Ukrainian Authorities on Tuesday announced that there were no longer any major fires in the area, after more than a week of battling forest fires in the radiation contaminated Chernobyl exclusion zone.
According to Ukraine’s State Emergency Service, there is no open fire again, but just a slight smouldering of the forest floor.
“More than 400 firefighting personnel were working in the area on Tuesday to complete the job.
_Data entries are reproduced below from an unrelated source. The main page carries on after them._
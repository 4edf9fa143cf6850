//! Stage chain over the artifact store with in-memory collaborators

use rand::rngs::StdRng;
use rand::SeedableRng;
use shared::{
    Action, ActionItem, ActionList, ExecutionReport, FeedCuration, ItemStatus, SearchCuration, SearchListing, SharedError, Source,
    StageId, VideoKind,
};

use pipeline::stages;
use pipeline::{
    ActionCompiler, ActionExecutor, CuratorConfig, Curator, CurationPass, MockClassificationService, PacingConfig,
    PipelineError, QueryPolicy, Reducer, Rubric,
};

mod common;
use common::{FakePlatform, TestFixtures, TestHelpers};

fn rubric(pass: CurationPass) -> Rubric {
    Rubric {
        pass,
        audience: "A 6th grader".to_string(),
        standards: None,
    }
}

/// Likes every record whose id starts with `like`, dislikes the rest
fn classifier() -> MockClassificationService {
    let mut service = MockClassificationService::new();
    service.expect_model().return_const("test-model".to_string());
    service.expect_evaluate().returning(|batch, _| {
        Ok(batch
            .iter()
            .map(|r| TestFixtures::verdict(&r.id, r.id.starts_with("like")))
            .collect())
    });
    service
        .expect_propose_queries()
        .returning(|_| Ok(TestFixtures::balanced_queries()));
    service
}

fn curator() -> Curator<MockClassificationService> {
    Curator::new(classifier(), CuratorConfig::default(), QueryPolicy::default())
}

fn platform() -> FakePlatform {
    let feed = vec![
        TestFixtures::record("likefeed1", VideoKind::Video, Source::Feed),
        TestFixtures::record("bad1", VideoKind::Video, Source::Feed),
        TestFixtures::record("bad2", VideoKind::Short, Source::Feed),
    ];
    let mut platform = FakePlatform::with_feed(feed);

    for (n, query) in TestFixtures::balanced_queries().iter().enumerate() {
        let mut records: Vec<_> = (0..5)
            .map(|i| TestFixtures::search_record(&format!("likev{n}x{i}"), VideoKind::Video, &query.text))
            .collect();
        records.push(TestFixtures::search_record(&format!("likes{n}"), VideoKind::Short, &query.text));
        records.push(TestFixtures::search_record(&format!("meh{n}"), VideoKind::Video, &query.text));
        let mut sponsored = TestFixtures::search_record(&format!("ad{n}"), VideoKind::Video, &query.text);
        sponsored.sponsored = true;
        records.push(sponsored);
        platform.searches.insert(query.text.clone(), records);
    }
    platform
}

#[tokio::test]
async fn test_full_chain_produces_every_artifact() {
    let (temp, store) = TestHelpers::temp_store();
    let options = TestHelpers::session_options(&temp);
    let platform = platform();
    let curator = curator();
    let mut rng = StdRng::seed_from_u64(17);

    let feed = tokio_test::assert_ok!(stages::extract_feed(&platform, &platform, &store, &options).await);
    assert_eq!(feed.total(), 3);

    let feed_curation = stages::curate_feed(&curator, &store, &rubric(CurationPass::Feed)).await.unwrap();
    assert_eq!(feed_curation.queries.len(), 10);
    assert_eq!(feed_curation.model, "test-model");

    let listing = stages::extract_search(&platform, &platform, &store, &options).await.unwrap();
    assert_eq!(listing.searches.len(), 10);
    assert!(listing.searches.iter().all(|s| s.videos.iter().all(|v| !v.sponsored)));
    assert_eq!(listing.feed.records.len(), 3);

    let reduced = stages::reduce(&Reducer::default(), &store, &mut rng).await.unwrap();
    assert!(reduced.searches.iter().all(|s| s.videos.len() <= 3 && s.shorts.len() <= 3));

    stages::curate_search(&curator, &store, &rubric(CurationPass::Search)).await.unwrap();
    let list = stages::compile(&ActionCompiler::default(), &store, &mut rng).await.unwrap();
    assert_eq!(list.summary.total_to_dislike(), 2);
    assert_eq!(list.summary.videos_to_like, 10);
    assert_eq!(list.summary.shorts_to_like, 10);
    assert_eq!(list.summary.total_to_like(), 20);

    let executor = ActionExecutor::new(&platform, &store, PacingConfig::none(), false);
    let report = tokio_test::assert_ok!(stages::execute(&platform, &executor, &store, &options).await);
    assert_eq!(report.count(ItemStatus::Applied), 22);
    assert!(platform.sessions_balanced());

    for stage in StageId::ALL {
        assert!(store.path_for(stage).exists(), "missing artifact for {stage}");
    }

    // Persisted artifacts match what the stages returned
    let saved: ActionList = store.read().await.unwrap();
    assert_eq!(saved.actions, list.actions);
    let saved_report: ExecutionReport = store.read().await.unwrap();
    assert_eq!(saved_report.outcomes.len(), 22);
    let saved_search: SearchCuration = store.read().await.unwrap();
    assert_eq!(saved_search.feed, feed_curation.outcome);
}

#[tokio::test]
async fn test_session_released_when_extraction_fails() {
    let (temp, store) = TestHelpers::temp_store();
    let platform = FakePlatform {
        fail_feed: true,
        ..Default::default()
    };

    let result = stages::extract_feed(&platform, &platform, &store, &TestHelpers::session_options(&temp)).await;

    assert!(matches!(result, Err(PipelineError::CollaboratorError { .. })));
    assert!(platform.sessions_balanced());
    assert!(!store.path_for(StageId::ExtractFeed).exists());
}

#[tokio::test]
async fn test_report_written_when_session_release_fails() {
    let (temp, store) = TestHelpers::temp_store();
    let item = ActionItem {
        url: TestFixtures::url("abc", VideoKind::Video),
        kind: VideoKind::Video,
        action: Action::Like,
    };
    store.write(&ActionList::new(vec![item], 1, 0)).await.unwrap();
    let platform = FakePlatform {
        fail_close: true,
        ..Default::default()
    };
    let executor = ActionExecutor::new(&platform, &store, PacingConfig::none(), false);

    let result = stages::execute(&platform, &executor, &store, &TestHelpers::session_options(&temp)).await;

    assert!(matches!(result, Err(PipelineError::CollaboratorError { .. })));
    assert_eq!(platform.click_count(), 1);
    assert!(platform.sessions_balanced());
    assert!(store.path_for(StageId::Execute).exists());
    let report: ExecutionReport = store.read().await.unwrap();
    assert_eq!(report.outcomes.len(), 1);
    assert_eq!(report.count(ItemStatus::Applied), 1);
}

#[tokio::test]
async fn test_failed_search_is_recorded_and_run_continues() {
    let (temp, store) = TestHelpers::temp_store();
    let options = TestHelpers::session_options(&temp);
    let mut platform = platform();
    platform.failing_queries.insert("easy fractions".to_string());

    stages::extract_feed(&platform, &platform, &store, &options).await.unwrap();
    stages::curate_feed(&curator(), &store, &rubric(CurationPass::Feed)).await.unwrap();
    stages::extract_search(&platform, &platform, &store, &options).await.unwrap();

    let listing: SearchListing = store.read().await.unwrap();
    let failed: Vec<_> = listing.searches.iter().filter(|s| s.error.is_some()).collect();
    assert_eq!(failed.len(), 1);
    assert_eq!(failed[0].query.text, "easy fractions");
    assert!(failed[0].videos.is_empty());
}

#[tokio::test]
async fn test_stage_fails_when_every_search_fails() {
    let (temp, store) = TestHelpers::temp_store();
    let options = TestHelpers::session_options(&temp);
    let mut platform = platform();
    for query in TestFixtures::balanced_queries() {
        platform.failing_queries.insert(query.text);
    }

    stages::extract_feed(&platform, &platform, &store, &options).await.unwrap();
    stages::curate_feed(&curator(), &store, &rubric(CurationPass::Feed)).await.unwrap();
    let result = stages::extract_search(&platform, &platform, &store, &options).await;

    assert!(matches!(result, Err(PipelineError::CollaboratorError { .. })));
    assert!(platform.sessions_balanced());
    assert!(!store.path_for(StageId::ExtractSearch).exists());
}

#[tokio::test]
async fn test_missing_predecessor_artifact() {
    let (_temp, store) = TestHelpers::temp_store();
    let result = stages::compile(&ActionCompiler::default(), &store, &mut StdRng::seed_from_u64(0)).await;

    match result {
        Err(PipelineError::ArtifactError(SharedError::MissingArtifact { stage, .. })) => {
            assert_eq!(stage, StageId::CurateSearch)
        }
        other => panic!("expected MissingArtifact, got {other:?}"),
    }
}

#[tokio::test]
async fn test_rerun_overwrites_artifact() {
    let (temp, store) = TestHelpers::temp_store();
    let options = TestHelpers::session_options(&temp);
    let platform = platform();

    stages::extract_feed(&platform, &platform, &store, &options).await.unwrap();
    stages::curate_feed(&curator(), &store, &rubric(CurationPass::Feed)).await.unwrap();
    let first: FeedCuration = store.read().await.unwrap();

    stages::curate_feed(&curator(), &store, &rubric(CurationPass::Feed)).await.unwrap();
    let second: FeedCuration = store.read().await.unwrap();
    assert_eq!(first.outcome, second.outcome);
    assert_eq!(second.queries.len(), 10);
}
Recent rainy weather has complemented the service’s efforts.
“Environmental experts feared that the fires could stir up radioactive ash in the ground, potentially blowing contamination-laden smoke to the capital Kiev,“it said.
The 1986 reactor meltdown and explosion at the Chernobyl nuclear power plant, about 100 kilometres North of Kiev, is considered the worst nuclear disaster in history.
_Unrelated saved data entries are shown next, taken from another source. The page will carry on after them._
//! Records flowing between the pipeline stages

use serde::{Deserialize, Serialize};
use url::Url;

use super::{Action, QueryCategory, Source, VideoKind};

const PLATFORM_ORIGIN: &str = "https://www.youtube.com";

/// Extract the platform video id from a watch or shorts URL.
///
/// Relative links (`/watch?v=...`, `/shorts/...`) are resolved against the
/// platform origin, which is how listing anchors are usually emitted.
pub fn video_id_from_url(raw: &str) -> Option<String> {
    parse_video_url(raw).map(|(id, _)| id)
}

/// Video id plus the canonical absolute URL for it
fn parse_video_url(raw: &str) -> Option<(String, String)> {
    let base = Url::parse(PLATFORM_ORIGIN).ok()?;
    let url = base.join(raw.trim()).ok()?;

    let (id, canonical_path) = if url.path() == "/watch" {
        let id = url.query_pairs().find(|(k, _)| k == "v").map(|(_, v)| v.into_owned())?;
        let path = format!("/watch?v={id}");
        (id, path)
    } else {
        let mut segments = url.path_segments()?;
        match segments.next() {
            Some("shorts") => {
                let id = segments.next()?.to_string();
                let path = format!("/shorts/{id}");
                (id, path)
            }
            _ => return None,
        }
    };

    let valid = !id.is_empty() && id.chars().all(|c| c.is_ascii_alphanumeric() || c == '-' || c == '_');
    valid.then(|| (id, format!("{PLATFORM_ORIGIN}{canonical_path}")))
}

/// A single video or short as seen on a listing page
#[derive(Debug, Clone, PartialEq, Eq, Serialize, Deserialize)]
pub struct VideoRecord {
    pub id: String,
    pub url: String,
    pub title: String,
    pub kind: VideoKind,
    pub source: Source,
    #[serde(default)]
    pub query: Option<String>,
    #[serde(default)]
    pub sponsored: bool,
}

impl VideoRecord {
    /// Build a record from a listing entry; `None` when the URL carries no video id.
    ///
    /// The URL is stored in canonical absolute form, so the same video always
    /// compares equal regardless of extra query parameters.
    pub fn from_listing(
        url: &str,
        title: &str,
        kind: VideoKind,
        source: Source,
        query: Option<&str>,
        sponsored: bool,
    ) -> Option<Self> {
        let (id, url) = parse_video_url(url)?;
        Some(Self {
            id,
            url,
            title: title.trim().to_string(),
            kind,
            source,
            query: query.map(str::to_string),
            sponsored,
        })
    }
}

/// Extra requirement a generated query was selected for
#[derive(Debug, Clone, PartialEq, Eq, Serialize, Deserialize)]
#[serde(tag = "type", content = "value", rename_all = "snake_case")]
pub enum QueryConstraint {
    ContainsKeyword(String),
}

/// Search query proposed by the feed pass
#[derive(Debug, Clone, PartialEq, Eq, Serialize, Deserialize)]
pub struct SearchQuery {
    pub text: String,
    pub category: QueryCategory,
    #[serde(default)]
    pub constraints: Vec<QueryConstraint>,
}

impl SearchQuery {
    pub fn new(text: impl Into<String>, category: QueryCategory) -> Self {
        Self {
            text: text.into(),
            category,
            constraints: Vec::new(),
        }
    }
}

/// Classification result for one record in one pass
#[derive(Debug, Clone, PartialEq, Eq, Serialize, Deserialize)]
pub struct CuratorVerdict {
    pub record_id: String,
    pub like: bool,
    #[serde(default, skip_serializing_if = "Option::is_none")]
    pub rationale: Option<String>,
}

/// One desired feedback operation
#[derive(Debug, Clone, PartialEq, Eq, Hash, Serialize, Deserialize)]
pub struct ActionItem {
    pub url: String,
    pub kind: VideoKind,
    pub action: Action,
}

impl ActionItem {
    /// Identity used for screenshots and logs
    pub fn video_id(&self) -> String {
        video_id_from_url(&self.url).unwrap_or_else(|| "unknown".to_string())
    }
}
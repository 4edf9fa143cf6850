//! Collaborator implementations

pub mod browser_client;
pub mod openai_classifier;

#[cfg(test)]
mod tests;

pub use browser_client::HttpBrowserClient;
pub use openai_classifier::OpenAiClassifier;
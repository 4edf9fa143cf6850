//! Feed-side artifacts

use chrono::{DateTime, Utc};
use serde::{Deserialize, Serialize};

use crate::types::{CuratorVerdict, SearchQuery, VideoKind, VideoRecord};

/// Raw recommendation feed, split by kind
#[derive(Debug, Clone, Serialize, Deserialize)]
pub struct FeedListing {
    pub extracted_at: DateTime<Utc>,
    #[serde(default)]
    pub videos: Vec<VideoRecord>,
    #[serde(default)]
    pub shorts: Vec<VideoRecord>,
}

impl FeedListing {
    /// Partition extracted records by kind
    pub fn from_records(records: Vec<VideoRecord>) -> Self {
        let (videos, shorts) = records.into_iter().partition(|r| r.kind == VideoKind::Video);
        Self {
            extracted_at: Utc::now(),
            videos,
            shorts,
        }
    }

    /// Videos followed by shorts
    pub fn records(&self) -> Vec<VideoRecord> {
        self.videos.iter().chain(self.shorts.iter()).cloned().collect()
    }

    pub fn total(&self) -> usize {
        self.videos.len() + self.shorts.len()
    }
}

/// Feed records together with their pass-1 verdicts
#[derive(Debug, Clone, Default, PartialEq, Serialize, Deserialize)]
pub struct FeedOutcome {
    #[serde(default)]
    pub records: Vec<VideoRecord>,
    #[serde(default)]
    pub verdicts: Vec<CuratorVerdict>,
}

/// Output of the feed curation pass
#[derive(Debug, Clone, Serialize, Deserialize)]
pub struct FeedCuration {
    pub analyzed_at: DateTime<Utc>,
    pub model: String,
    pub outcome: FeedOutcome,
    pub queries: Vec<SearchQuery>,
}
However, authorities assured on Tuesday that radiation levels in Kiev did not exceed natural background values.
A senior environmental official, Egor Firsov, said amid the beginning of the fires more than a week ago that radiation in the Chernobyl zone was detected at 16 times higher than normal background levels.
Firefighters have been working to extinguish the fires in the predominantly uninhabited zone for 10 days, with strong winds in recent days having complicated their efforts.
Meanwhile, the current extent of the blazes had not been disclosed. However, authorities citied data from a couple of days earlier, saying the fires had covered a total area of about 3,500 hectares.
Authorities had attributed fires in the Chernobyl zone and elsewhere in Ukraine in recent weeks to relatively dry conditions after a winter that lacked sufficient snow cover.